◆ PROBLEM REQUIREMENTS ◆
Each line below must be printed again exactly.

◆ SOURCE DATA ◆
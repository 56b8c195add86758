//! 数据包类型
//!
//! 定义网络数据包及其相关操作。

use super::id::NodeId;

/// 网络数据包（只建模大小与路径，不携带真实载荷）
#[derive(Debug, Clone)]
pub struct Packet {
    pub id: u64,
    pub flow_id: u64,
    pub size_bytes: u32,
    pub route: Vec<NodeId>,
    pub hop: usize, // 当前所在节点在 route 中的索引
    /// 目的端口（用于在目的主机上找到接收端）
    pub dst_port: u16,
}

impl Packet {
    /// 获取源节点
    pub fn src(&self) -> Option<NodeId> {
        self.route.first().copied()
    }

    /// 获取目标节点
    pub fn dst(&self) -> Option<NodeId> {
        self.route.last().copied()
    }

    /// 获取当前所在节点
    pub fn at(&self) -> Option<NodeId> {
        self.route.get(self.hop).copied()
    }

    /// 检查是否有下一跳
    pub fn has_next(&self) -> bool {
        self.hop + 1 < self.route.len()
    }

    /// 获取下一跳节点（如果有）
    pub fn next(&self) -> Option<NodeId> {
        self.route.get(self.hop + 1).copied()
    }

    /// 前进到下一跳
    pub fn advance(mut self) -> Self {
        self.hop += 1;
        self
    }
}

◆ SOLUTION TO THIS TASK ◆
repository 56b8c195add86758
//! 数据包类型
//!
//! 定义网络数据包及其相关操作。

use super::id::NodeId;

/// 网络数据包（只建模大小与路径，不携带真实载荷）
#[derive(Debug, Clone)]
pub struct Packet {
    pub id: u64,
    pub flow_id: u64,
    pub size_bytes: u32,
    pub route: Vec<NodeId>,
    pub hop: usize, // 当前所在节点在 route 中的索引
    /// 目的端口（用于在目的主机上找到接收端）
    pub dst_port: u16,
}

impl Packet {
    /// 获取源节点
    pub fn src(&self) -> Option<NodeId> {
        self.route.first().copied()
    }

    /// 获取目标节点
    pub fn dst(&self) -> Option<NodeId> {
        self.route.last().copied()
    }

    /// 获取当前所在节点
    pub fn at(&self) -> Option<NodeId> {
        self.route.get(self.hop).copied()
    }

    /// 检查是否有下一跳
    pub fn has_next(&self) -> bool {
        self.hop + 1 < self.route.len()
    }

    /// 获取下一跳节点（如果有）
    pub fn next(&self) -> Option<NodeId> {
        self.route.get(self.hop + 1).copied()
    }

    /// 前进到下一跳
    pub fn advance(mut self) -> Self {
        self.hop += 1;
        self
    }
}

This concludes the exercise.